The security firm Bishop Fox created a proprietary exploit for CVE-2023-27997, a heap overflow in FortiOS—the operating system powering FortiGate firewalls. This particular vulnerability allows remote code execution.
CVE-2023-27997 causes a heap-based buffer leak in FortiGate’s SSL VPN module. Demonstrations have shown that attackers can exploit this weakness for pre-authentication remote code execution.
In order to address the disclosed risk, Fortinet has released updates and suggested an alternative solution. With the use of this misuse, users can alter the heap, establish a connection to a site under their control, get the BusyBox binary, and launch a virtual shell.
The steps to achieve this exploit closely resemble the procedure outlined in a blog post by Lexfo. It is possible for someone to execute these steps in about one second.
The following Shodan CLI search shows approximately 490,000 unsecured SSL VPN ports connected to The Fortigate Firewall.
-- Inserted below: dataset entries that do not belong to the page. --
use serde::{Deserialize, Serialize};
use serde_big_array::BigArray;
use std::fmt;

pub const BOARD_SIZE: usize = 8;
const SQUARES: usize = BOARD_SIZE * BOARD_SIZE;

/// The two players. White starts on rows 5-7, moves toward row 0 and plays first.
#[derive(Debug, Clone, Copy, PartialEq, Eq, Hash, Serialize, Deserialize)]
pub enum Side {
    White,
    Black,
}

impl Side {
    #[must_use]
    pub const fn opposite(self) -> Self {
        match self {
            Self::White => Self::Black,
            Self::Black => Self::White,
        }
    }

    /// Row delta of a forward step.
    #[must_use]
    pub const fn forward(self) -> isize {
        match self {
            Self::White => -1,
            Self::Black => 1,
        }
    }

    #[must_use]
    pub const fn promotion_row(self) -> usize {
        match self {
            Self::White => 0,
            Self::Black => BOARD_SIZE - 1,
        }
    }

    #[must_use]
    pub const fn name(self) -> &'static str {
        match self {
            Self::White => "White",
            Self::Black => "Black",
        }
    }
}

#[derive(Debug, Clone, Copy, PartialEq, Eq, Hash, Serialize, Deserialize)]
pub enum Rank {
    Man,
    King,
}

const KING_DIRECTIONS: [(isize, isize); 4] = [(-1, -1), (-1, 1), (1, -1), (1, 1)];
const WHITE_MAN_DIRECTIONS: [(isize, isize); 2] = [(-1, -1), (-1, 1)];
const BLACK_MAN_DIRECTIONS: [(isize, isize); 2] = [(1, -1), (1, 1)];

#[derive(Debug, Clone, Copy, PartialEq, Eq, Hash, Serialize, Deserialize)]
pub struct Piece {
    pub side: Side,
    pub rank: Rank,
}

impl Piece {
    #[must_use]
    pub const fn man(side: Side) -> Self {
        Self {
            side,
            rank: Rank::Man,
        }
    }

    #[must_use]
    pub const fn king(side: Side) -> Self {
        Self {
            side,
            rank: Rank::King,
        }
    }

    #[must_use]
    pub const fn is_king(self) -> bool {
        matches!(self.rank, Rank::King)
    }

    /// Diagonals this piece may step or jump along, in generation order.
    #[must_use]
    pub const fn directions(self) -> &'static [(isize, isize)] {
        match (self.rank, self.side) {
            (Rank::King, _) => &KING_DIRECTIONS,
            (Rank::Man, Side::White) => &WHITE_MAN_DIRECTIONS,
            (Rank::Man, Side::Black) => &BLACK_MAN_DIRECTIONS,
        }
    }

    const fn symbol(self) -> char {
        match (self.side, self.rank) {
            (Side::White, Rank::Man) => 'w',
            (Side::White, Rank::King) => 'W',
            (Side::Black, Rank::Man) => 'b',
            (Side::Black, Rank::King) => 'B',
        }
    }

    const fn from_symbol(c: char) -> Option<Self> {
        match c {
            'w' => Some(Self::man(Side::White)),
            'W' => Some(Self::king(Side::White)),
            'b' => Some(Self::man(Side::Black)),
            'B' => Some(Self::king(Side::Black)),
            _ => None,
        }
    }
}

#[derive(Debug, Clone, Copy, PartialEq, Eq, Hash, PartialOrd, Ord, Serialize, Deserialize)]
pub struct Position {
    pub row: usize,
    pub col: usize,
}

impl Position {
    #[must_use]
    pub const fn new(row: usize, col: usize) -> Option<Self> {
        if row < BOARD_SIZE && col < BOARD_SIZE {
            Some(Self { row, col })
        } else {
            None
        }
    }

    #[must_use]
    pub const fn is_on_board(self) -> bool {
        self.row < BOARD_SIZE && self.col < BOARD_SIZE
    }

    /// The square `steps` diagonal steps away along `(dr, dc)`, clipped to the board.
    #[must_use]
    pub fn offset(self, (dr, dc): (isize, isize), steps: isize) -> Option<Self> {
        let row = self.row.checked_add_signed(dr * steps)?;
        let col = self.col.checked_add_signed(dc * steps)?;
        Self::new(row, col)
    }

    #[must_use]
    pub const fn is_edge(self) -> bool {
        self.row == 0 || self.col == 0 || self.row == BOARD_SIZE - 1 || self.col == BOARD_SIZE - 1
    }
}

impl fmt::Display for Position {
    fn fmt(&self, f: &mut fmt::Formatter<'_>) -> fmt::Result {
        write!(f, "({}, {})", self.row, self.col)
    }
}

/// Row-major 8x8 grid. Only dark squares (`row + col` odd) are used in legal play.
#[derive(Debug, Clone, PartialEq, Eq, Hash, Serialize, Deserialize)]
pub struct Board {
    #[serde(with = "BigArray")]
    grid: [Option<Piece>; SQUARES],
}

impl Default for Board {
    fn default() -> Self {
        Self::initial()
    }
}

impl Board {
    #[must_use]
    pub const fn empty() -> Self {
        Self {
            grid: [None; SQUARES],
        }
    }

    /// Black men on the dark squares of rows 0-2, White men on rows 5-7.
    #[must_use]
    pub fn initial() -> Self {
        let mut board = Self::empty();
        for row in 0..BOARD_SIZE {
            let side = match row {
                0..=2 => Side::Black,
                5..=7 => Side::White,
                _ => continue,
            };
            for col in (0..BOARD_SIZE).filter(|col| (row + col) % 2 == 1) {
                board.set(Position { row, col }, Some(Piece::man(side)));
            }
        }
        board
    }

    #[must_use]
    pub const fn square_index(pos: Position) -> Option<usize> {
        if pos.is_on_board() {
            Some(pos.row * BOARD_SIZE + pos.col)
        } else {
            None
        }
    }

    const fn index_to_position(sq: usize) -> Position {
        Position {
            row: sq / BOARD_SIZE,
            col: sq % BOARD_SIZE,
        }
    }

    /// Off-board positions read as empty.
    #[must_use]
    pub fn get(&self, pos: Position) -> Option<Piece> {
        Self::square_index(pos).and_then(|sq| self.grid.get(sq).copied().flatten())
    }

    /// Off-board writes are ignored.
    pub fn set(&mut self, pos: Position, piece: Option<Piece>) {
        if let Some(slot) = Self::square_index(pos).and_then(|sq| self.grid.get_mut(sq)) {
            *slot = piece;
        }
    }

    #[must_use]
    pub fn is_empty_square(&self, pos: Position) -> bool {
        pos.is_on_board() && self.get(pos).is_none()
    }

    /// Occupied squares in row-major order.
    pub fn pieces(&self) -> impl Iterator<Item = (Position, Piece)> + '_ {
        self.grid
            .iter()
            .enumerate()
            .filter_map(|(sq, piece)| piece.map(|p| (Self::index_to_position(sq), p)))
    }

    #[must_use]
    pub fn count(&self, side: Side) -> usize {
        self.pieces().filter(|(_, p)| p.side == side).count()
    }

    #[must_use]
    pub fn kings(&self, side: Side) -> usize {
        self.pieces()
            .filter(|(_, p)| p.side == side && p.is_king())
            .count()
    }

    #[must_use]
    pub fn total_pieces(&self) -> usize {
        self.pieces().count()
    }

    /// Rows 0..7 separated by `/`; `w`/`b` men, `W`/`B` kings, digits for empty runs.
    #[must_use]
    pub fn to_notation(&self) -> String {
        let mut out = String::with_capacity(SQUARES + BOARD_SIZE);
        for row in 0..BOARD_SIZE {
            let mut empty_count = 0;
            for col in 0..BOARD_SIZE {
                match self.get(Position { row, col }) {
                    Some(piece) => {
                        if empty_count > 0 {
                            out.push_str(&empty_count.to_string());
                            empty_count = 0;
                        }
                        out.push(piece.symbol());
                    }
                    None => empty_count += 1,
                }
            }
            if empty_count > 0 {
                out.push_str(&empty_count.to_string());
            }
            if row + 1 < BOARD_SIZE {
                out.push('/');
            }
        }
        out
    }

    /// Inverse of [`Board::to_notation`]. `None` if any row does not describe exactly 8 squares.
    #[must_use]
    pub fn from_notation(notation: &str) -> Option<Self> {
        let rows: Vec<&str> = notation.trim().split('/').collect();
        if rows.len() != BOARD_SIZE {
            return None;
        }
        let mut board = Self::empty();
        for (row, text) in rows.into_iter().enumerate() {
            let mut col = 0;
            for c in text.chars() {
                if let Some(run) = c.to_digit(10) {
                    col += usize::try_from(run).ok()?;
                } else {
                    let piece = Piece::from_symbol(c)?;
                    board.set(Position::new(row, col)?, Some(piece));
                    col += 1;
                }
                if col > BOARD_SIZE {
                    return None;
                }
            }
            if col != BOARD_SIZE {
                return None;
            }
        }
        Some(board)
    }
}

impl fmt::Display for Board {
    fn fmt(&self, f: &mut fmt::Formatter<'_>) -> fmt::Result {
        writeln!(f, "  0 1 2 3 4 5 6 7")?;
        for row in 0..BOARD_SIZE {
            write!(f, "{row}")?;
            for col in 0..BOARD_SIZE {
                let c = match self.get(Position { row, col }) {
                    Some(piece) => piece.symbol(),
                    None if (row + col) % 2 == 1 => '.',
                    None => ' ',
                };
                write!(f, " {c}")?;
            }
            writeln!(f)?;
        }
        Ok(())
    }
}
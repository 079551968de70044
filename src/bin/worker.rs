use dama_core::worker::AiWorker;
use gloo_worker::Registrable;

fn main() {
    console_error_panic_hook::set_once();
    AiWorker::registrar().register();
}
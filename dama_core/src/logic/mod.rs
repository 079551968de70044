pub mod board;
pub mod game;
pub mod generator;
pub mod rules;
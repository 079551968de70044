use crate::engine::ai::choose_among;
use crate::engine::config::EngineConfig;
use crate::engine::suggest::suggested_moves;
use crate::engine::{Difficulty, Move, SearchStats};
use crate::logic::board::{Board, Position, Side};
use crate::logic::generator::MoveGenerator;
use crate::logic::rules::{apply_move, check_winner, MoveError};
use rand::Rng;
use serde::{Deserialize, Serialize};
use std::sync::Arc;

#[derive(Debug, Clone, Copy, PartialEq, Eq, Serialize, Deserialize)]
pub enum GameMode {
    /// Human plays White against the computer playing Black.
    Single,
    Two,
}

#[derive(Debug, Clone, Copy, PartialEq, Eq, Serialize, Deserialize)]
pub enum GameStatus {
    Playing,
    Won(Side),
}

#[derive(Debug, Clone, PartialEq, Eq, Serialize, Deserialize)]
pub struct MoveRecord {
    pub mv: Move,
    pub side: Side,
    pub promoted: bool,
    // Snapshot to restore on undo
    board_before: Board,
    pending_before: Vec<Move>,
}

#[derive(Debug, Clone, Copy, PartialEq, Eq, Serialize, Deserialize)]
pub struct MoveOutcome {
    pub promoted: bool,
    pub captured: usize,
    /// The same side must keep capturing with the piece that just moved.
    pub turn_continues: bool,
}

#[derive(Debug, Clone, PartialEq, Eq, Serialize, Deserialize)]
pub struct GameResult {
    pub winner: Side,
    pub winner_name: String,
    pub score: u32,
    pub moves: usize,
    pub mode: GameMode,
}

#[derive(Debug, Clone, Serialize, Deserialize)]
pub struct GameState {
    pub board: Board,
    pub turn: Side,
    pub mode: GameMode,
    pub status: GameStatus,
    pub last_move: Option<Move>,
    pub history: Vec<MoveRecord>,
    pending_chain: Vec<Move>,
}

impl Default for GameState {
    fn default() -> Self {
        Self::new(GameMode::Two)
    }
}

impl GameState {
    #[must_use]
    pub fn new(mode: GameMode) -> Self {
        Self {
            board: Board::initial(),
            turn: Side::White,
            mode,
            status: GameStatus::Playing,
            last_move: None,
            history: Vec::new(),
            pending_chain: Vec::new(),
        }
    }

    /// Starts from an arbitrary position, e.g. a composed puzzle.
    #[must_use]
    pub fn from_position(board: Board, turn: Side, mode: GameMode) -> Self {
        let mut game = Self {
            board,
            turn,
            ..Self::new(mode)
        };
        game.update_status();
        game
    }

    pub fn restart(&mut self) {
        *self = Self::new(self.mode);
    }

    #[must_use]
    pub fn is_over(&self) -> bool {
        self.status != GameStatus::Playing
    }

    /// The side the computer plays, if any.
    #[must_use]
    pub const fn computer_side(&self) -> Option<Side> {
        match self.mode {
            GameMode::Single => Some(Side::Black),
            GameMode::Two => None,
        }
    }

    #[must_use]
    pub fn is_computer_turn(&self) -> bool {
        !self.is_over() && self.computer_side() == Some(self.turn)
    }

    /// Continuations the side to move is bound to after a capture, if any.
    #[must_use]
    pub fn pending_chain(&self) -> &[Move] {
        &self.pending_chain
    }

    #[must_use]
    pub fn legal_moves(&self) -> Vec<Move> {
        if self.is_over() {
            return Vec::new();
        }
        if self.pending_chain.is_empty() {
            MoveGenerator::new().generate_moves(&self.board, self.turn)
        } else {
            self.pending_chain.clone()
        }
    }

    /// Legal moves of the piece on `from`; empty unless it belongs to the side to move.
    #[must_use]
    pub fn moves_from(&self, from: Position) -> Vec<Move> {
        if self.board.get(from).map(|p| p.side) != Some(self.turn) {
            return Vec::new();
        }
        self.legal_moves()
            .into_iter()
            .filter(|mv| mv.from == from)
            .collect()
    }

    #[must_use]
    pub fn mandatory_captures(&self) -> Vec<Move> {
        if self.is_over() {
            return Vec::new();
        }
        if self.pending_chain.is_empty() {
            MoveGenerator::new().capture_moves(&self.board, self.turn)
        } else {
            self.pending_chain.clone()
        }
    }

    #[must_use]
    pub fn hints(&self) -> Vec<Move> {
        if self.is_over() {
            Vec::new()
        } else if self.pending_chain.is_empty() {
            suggested_moves(&self.board, self.turn)
        } else {
            self.pending_chain.clone()
        }
    }

    /// Plays `mv` for the side to move.
    ///
    /// # Errors
    ///
    /// Returns a [`MoveError`] when the game is over, the move leaves the board,
    /// `from` is empty or foreign, or the move is not among [`Self::legal_moves`].
    pub fn make_move(&mut self, mv: &Move) -> Result<MoveOutcome, MoveError> {
        if self.is_over() {
            return Err(MoveError::GameOver);
        }
        if !mv.from.is_on_board() || !mv.to.is_on_board() {
            return Err(MoveError::OutOfBounds);
        }
        let piece = self.board.get(mv.from).ok_or(MoveError::NoPieceAtSource)?;
        if piece.side != self.turn {
            return Err(MoveError::NotYourTurn);
        }
        if !self.legal_moves().contains(mv) {
            log::warn!("{} tried illegal move {mv}", self.turn.name());
            return Err(MoveError::IllegalMove);
        }

        let applied = apply_move(&self.board, mv);
        let board_before = std::mem::replace(&mut self.board, applied.board);
        let pending_before = std::mem::take(&mut self.pending_chain);
        self.history.push(MoveRecord {
            mv: mv.clone(),
            side: self.turn,
            promoted: applied.promoted,
            board_before,
            pending_before,
        });
        self.last_move = Some(mv.clone());

        // A capture may be extended from the landing square, e.g. by a freshly crowned king.
        if mv.is_capture() {
            self.pending_chain = MoveGenerator::new()
                .capture_moves(&self.board, self.turn)
                .into_iter()
                .filter(|next| next.from == mv.to)
                .collect();
        }
        let turn_continues = !self.pending_chain.is_empty();
        log::trace!(
            "{} played {mv}{}",
            self.turn.name(),
            if turn_continues { ", chain continues" } else { "" }
        );
        if !turn_continues {
            self.turn = self.turn.opposite();
        }

        self.update_status();

        Ok(MoveOutcome {
            promoted: applied.promoted,
            captured: mv.capture_count(),
            turn_continues,
        })
    }

    /// Chooses and plays a move for the side to move.
    pub fn play_computer_move<R: Rng + ?Sized>(
        &mut self,
        difficulty: Difficulty,
        config: Arc<EngineConfig>,
        rng: &mut R,
    ) -> Option<(Move, SearchStats)> {
        if self.is_over() {
            return None;
        }
        let (mv, stats) = choose_among(
            &self.board,
            self.turn,
            difficulty,
            self.legal_moves(),
            config,
            rng,
        )?;
        self.make_move(&mv).ok()?;
        Some((mv, stats))
    }

    fn update_status(&mut self) {
        if let Some(winner) = check_winner(&self.board, self.turn) {
            log::debug!("{} wins after {} plies", winner.name(), self.history.len());
            self.status = GameStatus::Won(winner);
        }
    }

    /// Takes back the last ply, or the computer's reply and the move before it in
    /// single-player mode. Not available once the game is decided.
    pub fn undo_move(&mut self) -> bool {
        if self.is_over() || self.history.is_empty() {
            return false;
        }
        let plies = if self.mode == GameMode::Single && self.history.len() >= 2 {
            2
        } else {
            1
        };
        let keep = self.history.len() - plies;
        let Some(record) = self.history.drain(keep..).next() else {
            return false;
        };

        self.board = record.board_before;
        self.turn = record.side;
        self.pending_chain = record.pending_before;
        self.last_move = self.history.last().map(|r| r.mv.clone());
        self.status = GameStatus::Playing;
        true
    }

    /// Full moves played, counting two plies as one move.
    #[must_use]
    pub fn move_count(&self) -> usize {
        self.history.len() / 2
    }

    #[must_use]
    pub fn result(&self) -> Option<GameResult> {
        let GameStatus::Won(winner) = self.status else {
            return None;
        };
        let winner_name = match (self.mode, winner) {
            (GameMode::Single, Side::White) => "Player",
            (GameMode::Single, Side::Black) => "CPU",
            (GameMode::Two, side) => side.name(),
        };
        let moves = self.move_count();
        Some(GameResult {
            winner,
            winner_name: winner_name.to_string(),
            score: final_score(&self.board, winner, moves),
            moves,
            mode: self.mode,
        })
    }
}

/// 100 per surviving piece, 200 more per king, minus 5 per move, plus 1000; never negative.
#[allow(clippy::cast_possible_wrap, clippy::cast_possible_truncation)]
fn final_score(board: &Board, winner: Side, moves: usize) -> u32 {
    let pieces = board.count(winner) as i64;
    let kings = board.kings(winner) as i64;
    let score = pieces * 100 + kings * 200 - moves as i64 * 5 + 1000;
    u32::try_from(score.max(0)).unwrap_or(u32::MAX)
}
use crate::engine::Move;
use crate::logic::board::{Board, Rank, Side};
use crate::logic::generator::MoveGenerator;
use thiserror::Error;

#[derive(Debug, Error, Clone, Copy, PartialEq, Eq)]
pub enum MoveError {
    #[error("the game is already over")]
    GameOver,
    #[error("no piece on the source square")]
    NoPieceAtSource,
    #[error("that piece belongs to the other side")]
    NotYourTurn,
    #[error("move is not legal in this position")]
    IllegalMove,
    #[error("square out of bounds")]
    OutOfBounds,
}

#[derive(Debug, Clone, PartialEq, Eq)]
pub struct AppliedMove {
    pub board: Board,
    pub promoted: bool,
}

/// Plays `mv` on a copy of `board`, removing captured men and promoting on the last row.
///
/// A move without a piece on `from`, or with an endpoint off the board, returns an
/// unchanged copy and `promoted = false`. Callers should only pass generated moves.
#[must_use]
pub fn apply_move(board: &Board, mv: &Move) -> AppliedMove {
    let unchanged = || AppliedMove {
        board: board.clone(),
        promoted: false,
    };
    if !mv.from.is_on_board() || !mv.to.is_on_board() {
        return unchanged();
    }
    let Some(mut piece) = board.get(mv.from) else {
        return unchanged();
    };

    let mut next = board.clone();
    next.set(mv.from, None);
    for &jumped in &mv.captured {
        next.set(jumped, None);
    }

    let promoted = piece.rank == Rank::Man && mv.to.row == piece.side.promotion_row();
    if promoted {
        piece.rank = Rank::King;
    }
    next.set(mv.to, Some(piece));

    AppliedMove {
        board: next,
        promoted,
    }
}

/// Winner of the position with `to_move` about to play, if the game is decided.
///
/// A side without legal moves loses. Otherwise the side to move wins when the
/// opponent has no pieces left, or has pieces but none of them can move.
#[must_use]
pub fn check_winner(board: &Board, to_move: Side) -> Option<Side> {
    let generator = MoveGenerator::new();
    let opponent = to_move.opposite();

    if !generator.has_legal_moves(board, to_move) {
        return Some(opponent);
    }
    if board.count(opponent) == 0 || !generator.has_legal_moves(board, opponent) {
        return Some(to_move);
    }
    None
}
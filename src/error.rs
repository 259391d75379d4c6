// Copyright (C) 2026 Brian Johnson
//
// This program is free software; you can redistribute it and/or modify
// it under the terms of the GNU General Public License as published by
// the Free Software Foundation; either version 2 of the License, or
// (at your option) any later version.
//
// This program is distributed in the hope that it will be useful,
// but WITHOUT ANY WARRANTY; without even the implied warranty of
// MERCHANTABILITY or FITNESS FOR A PARTICULAR PURPOSE.  See the
// GNU General Public License for more details.
//
// You should have received a copy of the GNU General Public License along
// with this program; if not, write to the Free Software Foundation, Inc.,
// 51 Franklin Street, Fifth Floor, Boston, MA 02110-1301 USA.

//! Transport and protocol error types

use std::io;
use thiserror::Error;

/// Failure reported by a serial port
#[derive(Debug, Error)]
pub enum SerialError {
    #[error("timed out waiting for data")]
    Timeout,

    #[error("serial port failure: {0}")]
    Hardware(#[source] io::Error),
}

impl From<io::Error> for SerialError {
    fn from(err: io::Error) -> Self {
        match err.kind() {
            io::ErrorKind::TimedOut | io::ErrorKind::WouldBlock => SerialError::Timeout,
            _ => SerialError::Hardware(err),
        }
    }
}

impl From<serialport::Error> for SerialError {
    fn from(err: serialport::Error) -> Self {
        SerialError::Hardware(err.into())
    }
}

/// Terminal result of a failed transfer
#[derive(Debug, Error)]
pub enum ModemError {
    #[error("timed out waiting for the other side")]
    Timeout,

    #[error("hardware error: {0}")]
    Hardware(#[source] io::Error),

    #[error("packet mismatch: expected block {expected}, received block {received} (complement 0x{complement:02X})")]
    PacketMismatch { expected: u8, received: u8, complement: u8 },

    #[error("bad checksum or CRC")]
    ChecksumOrCrcFailure,

    #[error("transfer cancelled")]
    Cancelled,

    #[error("data channel error: {0}")]
    Channel(#[source] io::Error),

    #[error("scratch buffer too small: need {needed} bytes, have {actual}")]
    BufferTooSmall { needed: usize, actual: usize },

    #[error("transfer mode not implemented")]
    NotImplemented,
}

impl From<SerialError> for ModemError {
    fn from(err: SerialError) -> Self {
        match err {
            SerialError::Timeout => ModemError::Timeout,
            SerialError::Hardware(e) => ModemError::Hardware(e),
        }
    }
}

#[cfg(test)]
mod tests {
    use super::*;

    #[test]
    fn test_io_error_mapping() {
        let e = SerialError::from(io::Error::new(io::ErrorKind::TimedOut, "slow"));
        assert!(matches!(e, SerialError::Timeout));

        let e = SerialError::from(io::Error::new(io::ErrorKind::BrokenPipe, "gone"));
        assert!(matches!(e, SerialError::Hardware(_)));
    }

    #[test]
    fn test_serial_to_modem_mapping() {
        assert!(matches!(ModemError::from(SerialError::Timeout), ModemError::Timeout));

        let hw = SerialError::Hardware(io::Error::new(io::ErrorKind::Other, "uart"));
        match ModemError::from(hw) {
            ModemError::Hardware(e) => assert_eq!(e.to_string(), "uart"),
            other => panic!("unexpected mapping: {:?}", other),
        }
    }
}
In the past two months, Shodan has identified 335,923 devices that still need to patch the Last-Modified HTTP response header.
In the query below, we assumed that half of the devices installed in May had been patched. This assumption considers the presence of overlapping versions during that period. Additionally, all installations from June are assumed to be patched.
Based on these results, only 153,414 devices have received patches, leaving a worrying 69% (or 335,923 of 489,337) of devices unpatched.
The investigative team’s deeper examination revealed numerous installations of version 7 (released in early 2021) and a large number of version 6, which is gradually nearing the end of its lifecycle.